Home > 通販支援Blog > EC運営 > 誰も語らない現場の経営論! > 【第74回】わずか20%に激減したヤフーリスティング広告。お客はどこへ消えたのか

EC運営

誰も語らない現場の経営論!ナビゲータ写真
記事一覧へ

「上手くいっていない」ことを誰にも相談できない・・・・・自己啓発本には載っていない現場視点の「孤独な社長の裏マニュアル」です。

有限会社アズモード   代表取締役 宮脇 睦

【第74回】わずか20%に激減したヤフーリスティング広告。お客はどこへ消えたのか

2017年04月24日|トラックバック(0)

POINT

『最強の勝利の法則』
『ヤフーの影響力低下』
『そのままで31%ダウン』
『消えたユーザーはどこへ』

──────────────────────
■最強の勝利の法則
──────────────────────

 ぶっちゃけてしまうと、通販サイトを立ち上げただけで儲かるのはほぼ不可能です。検索エンジンの上位表示を目指すSEOにせよ、同業者も同じことを考えており、検索結果1位という玉座は1つしかなく、1ページ目までとしても枠は10個に過ぎません。そこで「広告」が必要となります。

 ネット通販における最強の勝利の法則は以下にまとめることができます。

 《売価−(仕入れ価格+広告費) < 利益》

実際にはサイト管理費や人件費なども必要ですが、販売価格から原価を引き、さらに広告費を除いて利益が残れば「儲け」となります。自社サイトでも各種ショッピングモールでも理屈は同じです。広告費とは販促費で、モール内イベント時のポイント還元や値引きなどもこれに含まれます。

ところが最近、この「ネット広告」に異変が起きています。

──────────────────────
■ヤフーの影響力低下
──────────────────────

 通販業界においてもっともポピュラーなネット広告は、検索キーワードに連動して表示される「リスティング広告」です。

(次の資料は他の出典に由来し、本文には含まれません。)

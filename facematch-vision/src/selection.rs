use std::fmt;
use std::str::FromStr;

use serde::{Deserialize, Serialize};

use crate::face::FaceRegion;

/// Policy for picking one face when the locator returns several.
///
/// Both strategies break ties in favour of the region the detector reported first.
#[derive(Debug, Clone, Copy, Default, PartialEq, Eq, Serialize, Deserialize)]
#[serde(rename_all = "kebab-case")]
pub enum SelectionStrategy {
    /// Largest `width × height`.
    #[default]
    LargestArea,
    /// Centre closest to the image centre.
    MostCentral,
}

impl SelectionStrategy {
    pub fn select<'a>(
        &self,
        regions: &'a [FaceRegion],
        image_width: u32,
        image_height: u32,
    ) -> Option<&'a FaceRegion> {
        match self {
            // Not `max_by_key`: it keeps the last of equal elements.
            SelectionStrategy::LargestArea => {
                regions
                    .iter()
                    .fold(None::<&FaceRegion>, |best, r| match best {
                        Some(b) if b.area() >= r.area() => Some(b),
                        _ => Some(r),
                    })
            }
            SelectionStrategy::MostCentral => {
                let cx = f64::from(image_width) / 2.0;
                let cy = f64::from(image_height) / 2.0;
                let offset = |r: &FaceRegion| {
                    let (x, y) = r.center();
                    (x - cx).powi(2) + (y - cy).powi(2)
                };
                regions.iter().fold(None::<&FaceRegion>, |best, r| match best {
                    Some(b) if offset(b) <= offset(r) => Some(b),
                    _ => Some(r),
                })
            }
        }
    }

    pub fn name(&self) -> &'static str {
        match self {
            SelectionStrategy::LargestArea => "largest-area",
            SelectionStrategy::MostCentral => "most-central",
        }
    }
}

impl fmt::Display for SelectionStrategy {
    fn fmt(&self, f: &mut fmt::Formatter<'_>) -> fmt::Result {
        f.write_str(self.name())
    }
}

impl FromStr for SelectionStrategy {
    type Err = String;

    fn from_str(s: &str) -> Result<Self, Self::Err> {
        match s {
            "largest-area" => Ok(SelectionStrategy::LargestArea),
            "most-central" => Ok(SelectionStrategy::MostCentral),
            other => Err(format!(
                "unknown selection strategy '{other}', expected largest-area or most-central"
            )),
        }
    }
}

出稿は1円単位で調整できる入札制で、基本的には落札価格の高い順に表示されます。費用に内容、タイミングを調整できるなどのメリットもありますが、なにより「検索キーワード」というお客の関心に同期するので、購入へと誘導しやすいのです。そして勝利の法則における「広告費」を、利益の範囲内におさめることができれば確実に儲かります。潰れそうだったとある企業が、リスティング広告の活用により業績を回復させ、とある省庁から表彰されるまでの成功をおさめた事例もあります。

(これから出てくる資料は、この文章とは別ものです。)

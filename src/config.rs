use anyhow::{ensure, Context, Result};
use facematch_vision::{DetectorParams, SelectionStrategy};
use once_cell::sync::Lazy;
use serde::{Deserialize, Serialize};
use std::path::{Path, PathBuf};

pub static CONFIG_PATH: Lazy<&'static Path> = Lazy::new(|| {
    Path::new(
        option_env!("FACEMATCH_CONFIG_PATH").unwrap_or("/usr/local/etc/facematch/config.toml"),
    )
});

pub const DEFAULT_CASCADE_PATH: &str =
    "/usr/share/opencv4/haarcascades/haarcascade_frontalface_default.xml";

pub const MATCH_THRESHOLD_ENV: &str = "MATCH_THRESHOLD";
pub const CONFIDENCE_MAX_DISTANCE_ENV: &str = "CONFIDENCE_MAX_DISTANCE";
pub const CASCADE_PATH_ENV: &str = "FACE_CASCADE_PATH";

#[derive(Debug, Clone, PartialEq, Serialize, Deserialize)]
#[serde(default)]
pub struct Config {
    /// Distances strictly below this count as a match.
    pub match_threshold: f64,
    /// Distance at which confidence reaches 0%.
    pub confidence_max_distance: f64,
    /// OpenCV Haar cascade XML.
    pub cascade: PathBuf,
    pub selection: SelectionStrategy,
    pub detector: DetectorParams,
}

impl Default for Config {
    fn default() -> Self {
        Self {
            match_threshold: 25.0,
            confidence_max_distance: 40.0,
            cascade: PathBuf::from(DEFAULT_CASCADE_PATH),
            selection: SelectionStrategy::default(),
            detector: DetectorParams::default(),
        }
    }
}

impl Config {
    pub fn from_toml(raw: &str) -> Result<Self> {
        Ok(toml::from_str(raw)?)
    }

    /// Apply environment-style overrides; `lookup` returns the value of a variable if set.
    pub fn apply_overrides(&mut self, lookup: impl Fn(&str) -> Option<String>) -> Result<()> {
        if let Some(raw) = lookup(MATCH_THRESHOLD_ENV) {
            self.match_threshold = parse_float(MATCH_THRESHOLD_ENV, &raw)?;
        }
        if let Some(raw) = lookup(CONFIDENCE_MAX_DISTANCE_ENV) {
            self.confidence_max_distance = parse_float(CONFIDENCE_MAX_DISTANCE_ENV, &raw)?;
        }
        if let Some(raw) = lookup(CASCADE_PATH_ENV) {
            self.cascade = PathBuf::from(raw);
        }
        Ok(())
    }

    pub fn validate(&self) -> Result<()> {
        ensure!(
            self.match_threshold.is_finite() && self.match_threshold > 0.0,
            "match_threshold must be a positive number, got {}",
            self.match_threshold
        );
        ensure!(
            self.confidence_max_distance.is_finite() && self.confidence_max_distance > 0.0,
            "confidence_max_distance must be a positive number, got {}",
            self.confidence_max_distance
        );
        self.detector.validate()?;
        Ok(())
    }
}

fn parse_float(name: &str, raw: &str) -> Result<f64> {
    raw.trim()
        .parse()
        .with_context(|| format!("{name} must be a number, got '{raw}'"))
}

/// Load the config file (defaults if it does not exist), then apply environment overrides.
pub fn load_config(path: Option<&Path>) -> Result<Config> {
    let path = path.unwrap_or(&CONFIG_PATH);
    let mut cfg = if path.exists() {
        let raw = std::fs::read_to_string(path)
            .with_context(|| format!("reading config at {}", path.display()))?;
        Config::from_toml(&raw).with_context(|| format!("parsing config {}", path.display()))?
    } else {
        Config::default()
    };

    cfg.apply_overrides(|name| std::env::var(name).ok())?;
    cfg.validate()?;
    Ok(cfg)
}

#[cfg(test)]
mod tests {
    use super::*;
    use std::collections::HashMap;

    #[test]
    fn defaults() {
        let cfg = Config::default();
        assert_eq!(cfg.match_threshold, 25.0);
        assert_eq!(cfg.confidence_max_distance, 40.0);
        assert_eq!(cfg.selection, SelectionStrategy::LargestArea);
        assert_eq!(cfg.detector.scale_factor, 1.1);
        assert_eq!(cfg.detector.min_neighbors, 5);
        assert_eq!(cfg.detector.min_size, 60);
        assert!(cfg.validate().is_ok());
    }

    #[test]
    fn partial_toml_keeps_defaults() {
        let cfg = Config::from_toml(
            r#"
match_threshold = 18.5
selection = "most-central"

[detector]
min_size = 80
"#,
        )
        .unwrap();
        assert_eq!(cfg.match_threshold, 18.5);
        assert_eq!(cfg.confidence_max_distance, 40.0);
        assert_eq!(cfg.selection, SelectionStrategy::MostCentral);
        assert_eq!(cfg.detector.min_size, 80);
        assert_eq!(cfg.detector.min_neighbors, 5);
    }

    #[test]
    fn unknown_strategy_rejected() {
        assert!(Config::from_toml(r#"selection = "biggest""#).is_err());
    }

    #[test]
    fn overrides_win_over_file() {
        let env: HashMap<&str, &str> = [
            (MATCH_THRESHOLD_ENV, "30"),
            (CONFIDENCE_MAX_DISTANCE_ENV, " 55.5 "),
            (CASCADE_PATH_ENV, "/tmp/cascade.xml"),
        ]
        .into_iter()
        .collect();

        let mut cfg = Config::from_toml("match_threshold = 10.0").unwrap();
        cfg.apply_overrides(|name| env.get(name).map(|v| v.to_string()))
            .unwrap();
        assert_eq!(cfg.match_threshold, 30.0);
        assert_eq!(cfg.confidence_max_distance, 55.5);
        assert_eq!(cfg.cascade, PathBuf::from("/tmp/cascade.xml"));
    }

    #[test]
    fn bad_override_is_an_error() {
        let mut cfg = Config::default();
        let err = cfg
            .apply_overrides(|name| (name == MATCH_THRESHOLD_ENV).then(|| "abc".to_string()))
            .unwrap_err();
        assert!(err.to_string().contains("MATCH_THRESHOLD"));
    }

    #[test]
    fn validation_rejects_non_positive_thresholds() {
        let cfg = Config {
            match_threshold: 0.0,
            ..Config::default()
        };
        assert!(cfg.validate().is_err());

        let cfg = Config {
            confidence_max_distance: f64::INFINITY,
            ..Config::default()
        };
        assert!(cfg.validate().is_err());

        let mut cfg = Config::default();
        cfg.detector.scale_factor = 0.9;
        assert!(cfg.validate().is_err());
    }

    #[test]
    fn load_missing_file_uses_defaults() {
        let dir = tempfile::tempdir().unwrap();
        let cfg = load_config(Some(&dir.path().join("absent.toml"))).unwrap();
        assert_eq!(cfg.detector, DetectorParams::default());
    }

    #[test]
    fn load_reads_file() {
        let dir = tempfile::tempdir().unwrap();
        let path = dir.path().join("config.toml");
        std::fs::write(&path, "cascade = \"/opt/cascades/face.xml\"\n").unwrap();
        let cfg = load_config(Some(&path)).unwrap();
        if std::env::var_os(CASCADE_PATH_ENV).is_none() {
            assert_eq!(cfg.cascade, PathBuf::from("/opt/cascades/face.xml"));
        }
    }
}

 ところがこのリスティング広告の効果効能が下がってきているという報告を各所で耳にするようになりました。リスティング広告のメリットが知られはじめた頃は、人気キーワードの高騰により「法則」が崩れ、その結果として効果が下がったということがありましたが、今回はコレではなく、根本的な消費者トレンドの変化です。

──────────────────────
■そのままで31%ダウン
──────────────────────

 私のところで管理しているとある企業のリスティング広告は、ほぼ同じ出稿内容ながらインプレッション(表示総数)は8年前と比較するとわずか20%、つまり5分の1に落ち込んでいます。平均掲載順位はまったく同じで、同比較での月間クリック数は80%ですから、クリック率や平均クリック単価(CPC=CostPerClick)など指標はむしろ良くなっているとはいえ、ベクトルはマイナスに向かって進んでいます。

 つまり「検索されなくなっている」のです。検索されなければ、連動するリスティング広告も表示されなくなり、露出の減少はお客との接触機会の総数にリンクします。その結果、単品あたり、取引あたりの利益は確保できても、会社全体の利益が減少します。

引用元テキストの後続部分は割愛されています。